— WORK REQUEST —
Go through the entries below. Copy out every line that contains "struct".

— INFORMATION GIVEN —

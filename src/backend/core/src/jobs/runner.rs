//! Single-worker execution lane.

use chrono::{DateTime, Utc};
use serde::{Deserialize, Serialize};
use std::sync::atomic::{AtomicU64, Ordering};
use std::sync::Arc;
use tokio::sync::mpsc;
use tokio_util::sync::CancellationToken;

use super::{record_outcome, ClipJob, JobFamily, JobTick};
use crate::clock::Clock;
use crate::error::SkyreelError;

/// Counters for one lane.
#[derive(Debug, Clone, Default)]
pub struct RunnerStats {
    pub submitted: Arc<AtomicU64>,
    pub completed: Arc<AtomicU64>,
    pub failed: Arc<AtomicU64>,
    pub skipped: Arc<AtomicU64>,
}

impl RunnerStats {
    pub fn submitted(&self) -> u64 {
        self.submitted.load(Ordering::Relaxed)
    }

    pub fn completed(&self) -> u64 {
        self.completed.load(Ordering::Relaxed)
    }

    pub fn failed(&self) -> u64 {
        self.failed.load(Ordering::Relaxed)
    }

    pub fn skipped(&self) -> u64 {
        self.skipped.load(Ordering::Relaxed)
    }

    /// Submitted jobs not yet finished or skipped.
    pub fn pending(&self) -> u64 {
        self.submitted()
            .saturating_sub(self.completed() + self.failed() + self.skipped())
    }

    pub fn snapshot(&self) -> RunnerSnapshot {
        RunnerSnapshot {
            submitted: self.submitted(),
            completed: self.completed(),
            failed: self.failed(),
            skipped: self.skipped(),
        }
    }
}

#[derive(Debug, Clone, Copy, Serialize, Deserialize, PartialEq, Eq)]
pub struct RunnerSnapshot {
    pub submitted: u64,
    pub completed: u64,
    pub failed: u64,
    pub skipped: u64,
}

struct QueuedJob {
    job: Arc<dyn ClipJob>,
    token: CancellationToken,
    scheduled: DateTime<Utc>,
}

/// FIFO lane that runs at most one job at a time.
///
/// Jobs whose token is cancelled while queued are dropped when they reach the
/// head of the queue. A job that fails or panics is logged and the lane moves on.
pub struct SerialJobRunner {
    family: JobFamily,
    queue: mpsc::UnboundedSender<QueuedJob>,
    stats: RunnerStats,
    shutdown: CancellationToken,
}

impl SerialJobRunner {
    /// Create the lane and spawn its worker.
    pub fn start(family: JobFamily, clock: Clock) -> Arc<Self> {
        let (tx, mut rx) = mpsc::unbounded_channel::<QueuedJob>();
        let stats = RunnerStats::default();
        let shutdown = CancellationToken::new();

        let worker_stats = stats.clone();
        let worker_shutdown = shutdown.clone();
        tokio::spawn(async move {
            tracing::info!(family = %family, "Job lane started");

            loop {
                let queued = tokio::select! {
                    _ = worker_shutdown.cancelled() => break,
                    next = rx.recv() => match next {
                        Some(queued) => queued,
                        None => break,
                    },
                };

                let resource = queued.job.resource_id();
                if queued.token.is_cancelled() {
                    tracing::debug!(family = %family, resource = %resource, "Skipping cancelled job");
                    worker_stats.skipped.fetch_add(1, Ordering::Relaxed);
                    continue;
                }

                let job = queued.job.clone();
                let tick = JobTick {
                    scheduled: queued.scheduled,
                    started: clock(),
                };
                if tick.lag() >= chrono::Duration::minutes(1) {
                    tracing::warn!(
                        family = %family,
                        resource = %resource,
                        scheduled = %tick.scheduled,
                        lag_secs = tick.lag().num_seconds(),
                        "Job started late"
                    );
                }
                // Spawned so a panic in the job body cannot take the lane down.
                let result = match tokio::spawn(async move { job.run(tick).await }).await {
                    Ok(result) => result,
                    Err(join) => Err(SkyreelError::from(join)),
                };
                record_outcome(family, &result);

                match result {
                    Ok(outcome) => {
                        tracing::debug!(
                            family = %family,
                            resource = %resource,
                            outcome = outcome.label(),
                            "Job finished"
                        );
                        worker_stats.completed.fetch_add(1, Ordering::Relaxed);
                    }
                    Err(e) => {
                        tracing::error!(
                            family = %family,
                            resource = %resource,
                            error = %e,
                            "Job failed"
                        );
                        worker_stats.failed.fetch_add(1, Ordering::Relaxed);
                    }
                }
            }

            tracing::info!(family = %family, "Job lane stopped");
        });

        Arc::new(Self {
            family,
            queue: tx,
            stats,
            shutdown,
        })
    }

    /// Enqueue the invocation due at `scheduled`, guarded by `token`.
    pub fn submit(&self, job: Arc<dyn ClipJob>, token: CancellationToken, scheduled: DateTime<Utc>) {
        self.stats.submitted.fetch_add(1, Ordering::Relaxed);
        let queued = QueuedJob {
            job,
            token,
            scheduled,
        };
        if self.queue.send(queued).is_err() {
            tracing::warn!(family = %self.family, "Job lane closed, submission dropped");
            self.stats.skipped.fetch_add(1, Ordering::Relaxed);
        }
    }

    pub fn family(&self) -> JobFamily {
        self.family
    }

    pub fn stats(&self) -> &RunnerStats {
        &self.stats
    }

    /// Stop the worker after its current job.
    pub fn shutdown(&self) {
        self.shutdown.cancel();
    }
}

— EXPECTED ANSWER —
pub struct RunnerStats {
pub struct RunnerSnapshot {
struct QueuedJob {
pub struct SerialJobRunner {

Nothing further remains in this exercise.